- Shahriari Rural District Location within Iran
- Coordinates: 32°16′N 50°16′E﻿ / ﻿32.267°N 50.267°E
- Country: Iran
- Province: Chaharmahal and Bakhtiari
- County: Kuhrang
- District: Doab Samsami
- Established: 2009
- Capital: Shahriari

Population (2016)
- • Total: 1,374
- Time zone: UTC+3:30 (IRST)

= Shahriari Rural District (Kuhrang County) =

Rural district in Chaharmahal and Bakhtiari province, Iran

Shahriari Rural District (دهستان شهرياري) is in Doab Samsami District of Kuhrang County, Chaharmahal and Bakhtiari province, Iran.
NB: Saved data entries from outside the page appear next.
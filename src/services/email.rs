use std::sync::Arc;

use uuid::Uuid;

use crate::config::Config;
use crate::error::AppResult;
use crate::queue::{EmailBody, EmailJob, EmailTemplate, JobQueue};

/// Sender address and recipient routing for outbound notifications
#[derive(Debug, Clone)]
pub struct NotificationSettings {
    pub from_address: String,
    /// Send the application notice to the organization contact instead of the applicant
    pub application_notice_to_org: bool,
}

impl NotificationSettings {
    pub fn from_config(config: &Config) -> Self {
        Self {
            from_address: config.mail_from.clone(),
            application_notice_to_org: config.application_notice_to_org,
        }
    }
}

impl Default for NotificationSettings {
    fn default() -> Self {
        Self {
            from_address: "info@code4socialgood.org".to_string(),
            application_notice_to_org: false,
        }
    }
}

/// Fire-and-forget email API; messages are queued for the worker to deliver
#[derive(Clone)]
pub struct EmailService {
    queue: Arc<dyn JobQueue>,
    max_retries: u32,
}

impl EmailService {
    pub fn new(queue: Arc<dyn JobQueue>) -> Self {
        Self {
            queue,
            max_retries: 3,
        }
    }

    pub fn with_max_retries(mut self, max_retries: u32) -> Self {
        self.max_retries = max_retries;
        self
    }

    /// Queue a plain-text email
    pub async fn send(&self, from: &str, to: &str, subject: &str, body: &str) -> AppResult<Uuid> {
        let body = EmailBody::Text {
            body: body.to_string(),
        };
        self.submit(EmailJob::new(from, to, subject, body)).await
    }

    /// Queue an email rendered from a template by the worker
    pub async fn send_with_context(
        &self,
        from: &str,
        to: &str,
        subject: &str,
        template: EmailTemplate,
        context: serde_json::Value,
    ) -> AppResult<Uuid> {
        let body = EmailBody::Template { template, context };
        self.submit(EmailJob::new(from, to, subject, body)).await
    }

    async fn submit(&self, job: EmailJob) -> AppResult<Uuid> {
        let job = job.with_max_retries(self.max_retries);
        let job_id = self.queue.enqueue(job).await?;
        tracing::debug!(job_id = %job_id, "Email queued");
        Ok(job_id)
    }
}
Its capital is the village of Shahriari.

==History==
In 2009, Doab Rural District was separated from Bazoft District in the formation of Doab Samsami District, and Shahriari Rural District was created in the new district.

==Demographics==
===Population===
At the time of the 2011 National Census, the rural district's population was 507 inhabitants in 141 households. The 2016 census measured the population of the rural district as 1,374 in 430 households. The most populous of its 37 villages was Bidamin, with 195 people.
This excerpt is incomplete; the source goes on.